A number of letters have appeared in The Times lamenting the absence of religious symbols in the hospital. To the best of my knowledge, the hospital has no objection to patients bringing in their personal religious symbols to place at their bed side. On the other hand I see no reason why a state hospital, financed by taxpayers of all faiths, should cater only for one faith, even if it is in a majority.

Although people like Maureen German (May 9) would like the world to see that Jesus died for all mankind, it's not the hospital's task to show that. Consider that the crucifix is not exactly a pleasant image. To someone lying injured in bed, the sight of a man slowly dying of wounds inflicted in a cruel form of Roman execution is unlikely to have the positive, calming effect that one needs to help healing. Perhaps Catholics have become so accustomed to this image that it's not easy to see past their beliefs and just see what is being represented. Imagine going to a hospital and seeing big colour posters of wounds and injuries all over the place.
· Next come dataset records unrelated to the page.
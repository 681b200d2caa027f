use anyhow::{ensure, Result};
use candle_core::{DType, Device, Tensor};
use image::imageops::FilterType;
use image::DynamicImage;

/// Side length the ColPali vision tower expects.
pub const IMAGE_SIZE: u32 = 448;

/// RGB `[3, size, size]` in `[-1, 1]`.
pub fn image_to_tensor(image: &DynamicImage, size: u32, device: &Device) -> Result<Tensor> {
    let rgb = image.resize_exact(size, size, FilterType::Triangle).to_rgb8();
    let side = size as usize;
    let tensor = Tensor::from_vec(rgb.into_raw(), (side, side, 3), device)?
        .permute((2, 0, 1))?
        .to_dtype(DType::F32)?
        .affine(2.0 / 255.0, -1.0)?;
    Ok(tensor)
}

pub fn images_to_tensor(images: &[DynamicImage], size: u32, device: &Device) -> Result<Tensor> {
    ensure!(!images.is_empty(), "no images to embed");
    let tensors = images
        .iter()
        .map(|img| image_to_tensor(img, size, device))
        .collect::<Result<Vec<_>>>()?;
    Ok(Tensor::stack(&tensors, 0)?)
}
If, say, Malta's population is 90 per cent Catholic, would these letter writers agree that 10 per cent of all religious symbols should be divided between deities and symbols of these other faiths? Chances are that they would feel uncomfortable if their bed happened to be situated right beneath the Hindu Krishna, the Wiccan Goddess or an atheist symbol. Jesus said, "do unto others as you would have others do unto you". I also distinctly remember reading about the importance of letting your actions show your faith, rather than words, outward appearances and symbolism.